Hubert Earl Teague III v. the State of Texas

CourtCourt of Appeals of Texas
DecidedJune 8, 2022
Docket07-21-00255-CR
StatusPublished

This text of Hubert Earl Teague III v. the State of Texas (Hubert Earl Teague III v. the State of Texas) is published on Counsel Stack Legal Research, covering Court of Appeals of Texas primary law. Counsel Stack provides free access to over 12 million legal documents including statutes, case law, regulations, and constitutions.

Bluebook
Hubert Earl Teague III v. the State of Texas, (Tex. Ct. App. 2022).

Opinion

In The Court of Appeals Seventh District of Texas at Amarillo

No. 07-21-00255-CR

HUBERT EARL TEAGUE III, APPELLANT

V.

THE STATE OF TEXAS, APPELLEE

On Appeal from the 108th District Court Potter County, Texas Trial Court No. 80,847-E-CR, Honorable Douglas R. Woodburn, Presiding

June 8, 2022 ORDER STRIKING ANDERS RESPONSE FILED BY COUNSEL Before QUINN, C.J., and PARKER and DOSS, JJ.

Appellant Hubert Earl Teague III appeals his conviction for online solicitation of a

minor1 and sentence to six years’ confinement. His appointed appellate counsel, Donna

Christie, has filed a motion to withdraw and an Anders brief certifying that after a diligent

search of the record, the appeal is without merit.

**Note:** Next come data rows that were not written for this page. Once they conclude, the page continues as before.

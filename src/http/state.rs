//! Application state shared by every handler.

use std::sync::Arc;

use axum::extract::FromRef;

use crate::auth::{AuthState, LoginAttempts};
use crate::backend::BackendClient;
use crate::composition::ContextProviders;
use crate::config::GatewayConfig;
use crate::store::LoyaltyStore;

#[derive(Clone)]
pub struct AppState {
    pub config: Arc<GatewayConfig>,
    pub backend: BackendClient,
    pub store: Arc<dyn LoyaltyStore>,
    pub auth: AuthState,
    pub login_attempts: LoginAttempts,
}

impl FromRef<AppState> for BackendClient {
    fn from_ref(state: &AppState) -> Self {
        state.backend.clone()
    }
}

impl FromRef<AppState> for Arc<dyn LoyaltyStore> {
    fn from_ref(state: &AppState) -> Self {
        state.store.clone()
    }
}

impl FromRef<AppState> for AuthState {
    fn from_ref(state: &AppState) -> Self {
        state.auth.clone()
    }
}

impl FromRef<AppState> for LoginAttempts {
    fn from_ref(state: &AppState) -> Self {
        state.login_attempts.clone()
    }
}

impl FromRef<AppState> for Arc<GatewayConfig> {
    fn from_ref(state: &AppState) -> Self {
        state.config.clone()
    }
}

impl FromRef<AppState> for ContextProviders {
    fn from_ref(state: &AppState) -> Self {
        ContextProviders {
            auth: state.auth.clone(),
            store: state.store.clone(),
        }
    }
}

Appellant’s pro se response was

originally due March 21, 2022.

1 See TEX. PENAL CODE ANN. § 33.021(c). On March 21, Appellant’s trial counsel, James Wooldridge, filed a “Motion for

Substitution of Counsel and Extension of time to File Appellant’s Anders Response.” We

construed Wooldridge’s motion as a notice of appearance and a request for an extension

of time for Appellant to file a pro se response. See Carrillo v. State, No. 07-13-00186-

CR, 2014 Tex. App. LEXIS 2324, at *3 (Tex. App.—Amarillo Feb. 24, 2014, order) (per

curiam) (not designated for publication) (doing same). By letter, we permitted Wooldridge

to assist Appellant in preparing a pro se response due April 20. Wooldridge, instead, filed

a second request for an extension of time to file an Anders response. We stuck the motion

and notified Appellant that the cause would be submitted on May 13. However, we also

notified Appellant that if a pro se response was received before that date, it would be

considered by the Court.

On May 13, Wooldridge filed an “Anders Response for the Appellant” fully briefing

four issues for review. The response was signed by Wooldridge as “attorney” for

Appellant. It prayed that we “sustain the Appellant’s issues and reverse his conviction

and remand this cause to the trial court and order the entry of acquittal, where appropriate,

in favor of Appellant and against the State of Texas, or otherwise order Appellant be

granted a new trial.”

The procedure established in Anders v. California and its progeny contemplates

the filing of a pro se response to a motion to withdraw and Anders brief, not a brief on the

merits filed by new counsel. See Anders v. California, 386 U.S. 738, 744-45, 87 S. Ct.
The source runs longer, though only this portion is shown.